▶ Exercise aim
Work out how many lines of the data below hold the string "info". Answer with that number alone.

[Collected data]
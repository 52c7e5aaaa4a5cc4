//! Runtime delegate for Go function sources.

use std::path::{Path, PathBuf};
use std::sync::Arc;

use async_trait::async_trait;
use fndeploy_core::{
    ConfigError, DelegateContext, DiscoveredSpec, EnvironmentVariables, Module, RuntimeDelegate,
    RuntimeError, RuntimeIdentifier, ServerLauncher, Settings, StopHandle,
};
use tokio_util::sync::CancellationToken;
use tracing::{debug, info};

use crate::codegen::CodeGenerator;
use crate::discovery::SpecDiscoverer;
use crate::launcher::GoServerLauncher;
use crate::manifest::read_module;
use crate::probe::HttpSpecProbe;
use crate::process::PortAllocator;

/// Prefix shared by every Go runtime identifier.
const GO_RUNTIME_PREFIX: &str = "go";

/// Pick the runtime for a module.
///
/// An explicit runtime is taken as given (`Ok(None)` when it names a
/// non-Go runtime). Otherwise the module's `go` directive decides.
pub fn resolve_runtime(
    module: &Module,
    explicit: Option<&str>,
) -> Result<Option<RuntimeIdentifier>, ConfigError> {
    if let Some(runtime) = explicit {
        if !runtime.starts_with(GO_RUNTIME_PREFIX) {
            return Ok(None);
        }
        return runtime.parse().map(Some);
    }

    let version = module
        .go_version
        .as_deref()
        .ok_or(ConfigError::MissingGoVersion)?;
    RuntimeIdentifier::from_go_version(version).map(Some)
}

/// Builds, serves and discovers Go functions.
pub struct GolangDelegate {
    source_dir: PathBuf,
    project_id: Option<String>,
    module: Module,
    runtime: RuntimeIdentifier,
    codegen: CodeGenerator,
    launcher: Arc<dyn ServerLauncher>,
    discoverer: SpecDiscoverer,
}

impl std::fmt::Debug for GolangDelegate {
    fn fmt(&self, f: &mut std::fmt::Formatter<'_>) -> std::fmt::Result {
        f.debug_struct("GolangDelegate")
            .field("source_dir", &self.source_dir)
            .field("module", &self.module.name)
            .field("runtime", &self.runtime)
            .finish_non_exhaustive()
    }
}

impl GolangDelegate {
    /// Create a delegate with default settings.
    ///
    /// Returns `Ok(None)` when the source is not a Go module, or when an
    /// explicit non-Go runtime was requested.
    pub async fn try_create(ctx: &DelegateContext) -> Result<Option<Self>, RuntimeError> {
        Self::try_create_with(ctx, &Settings::with_defaults()).await
    }

    /// Create a delegate using `settings` for ports, timeouts and codegen.
    pub async fn try_create_with(
        ctx: &DelegateContext,
        settings: &Settings,
    ) -> Result<Option<Self>, RuntimeError> {
        let Some(module) = read_module(&ctx.source_dir).await? else {
            return Ok(None);
        };

        let Some(runtime) = resolve_runtime(&module, ctx.runtime.as_deref())? else {
            debug!(runtime = ?ctx.runtime, "Explicit runtime is not a Go runtime");
            return Ok(None);
        };

        info!(module = %module.name, runtime = %runtime, "Using Go delegate");

        let launcher: Arc<dyn ServerLauncher> = Arc::new(GoServerLauncher::from_settings(settings));
        let discoverer = SpecDiscoverer::new(
            PortAllocator::new(settings.effective_base_port()),
            Arc::clone(&launcher),
            Arc::new(HttpSpecProbe::new(settings.effective_probe_timeout())),
        )
        .with_probe_target(settings.probe_target());

        Ok(Some(Self {
            source_dir: ctx.source_dir.clone(),
            project_id: ctx.project_id.clone(),
            module,
            runtime,
            codegen: CodeGenerator::new(settings.effective_codegen_package()),
            launcher,
            discoverer,
        }))
    }

    /// Replace the code generator used by `build`.
    #[must_use]
    pub fn with_code_generator(mut self, codegen: CodeGenerator) -> Self {
        self.codegen = codegen;
        self
    }

    pub const fn module(&self) -> &Module {
        &self.module
    }

    pub fn source_dir(&self) -> &Path {
        &self.source_dir
    }

    pub fn project_id(&self) -> Option<&str> {
        self.project_id.as_deref()
    }
}

#[async_trait]
impl RuntimeDelegate for GolangDelegate {
    fn name(&self) -> &'static str {
        "golang"
    }

    fn language(&self) -> &'static str {
        "go"
    }

    fn runtime(&self) -> RuntimeIdentifier {
        self.runtime
    }

    async fn validate(&self) -> Result<(), RuntimeError> {
        if self.module.name.trim().is_empty() {
            return Err(ConfigError::MissingModuleName.into());
        }

        let metadata = tokio::fs::metadata(&self.source_dir)
            .await
            .map_err(|e| RuntimeError::io(&self.source_dir, e))?;
        if !metadata.is_dir() {
            return Err(RuntimeError::io(
                &self.source_dir,
                std::io::Error::new(std::io::ErrorKind::NotADirectory, "not a directory"),
            ));
        }

        Ok(())
    }

    async fn build(&self) -> Result<(), RuntimeError> {
        let main_file = self
            .codegen
            .generate(&self.module.name, &self.source_dir)
            .await?;
        info!(path = %main_file.display(), "Built Go functions");
        Ok(())
    }

    async fn serve(
        &self,
        port: u16,
        admin_port: u16,
        envs: &EnvironmentVariables,
    ) -> Result<Box<dyn StopHandle>, RuntimeError> {
        self.launcher
            .start(&self.source_dir, port, admin_port, envs)
            .await
    }

    async fn discover_spec(
        &self,
        envs: &EnvironmentVariables,
        cancel: &CancellationToken,
    ) -> Result<DiscoveredSpec, RuntimeError> {
        self.discoverer
            .discover(&self.source_dir, envs, cancel)
            .await
    }
}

▶ Answer to the exercise
3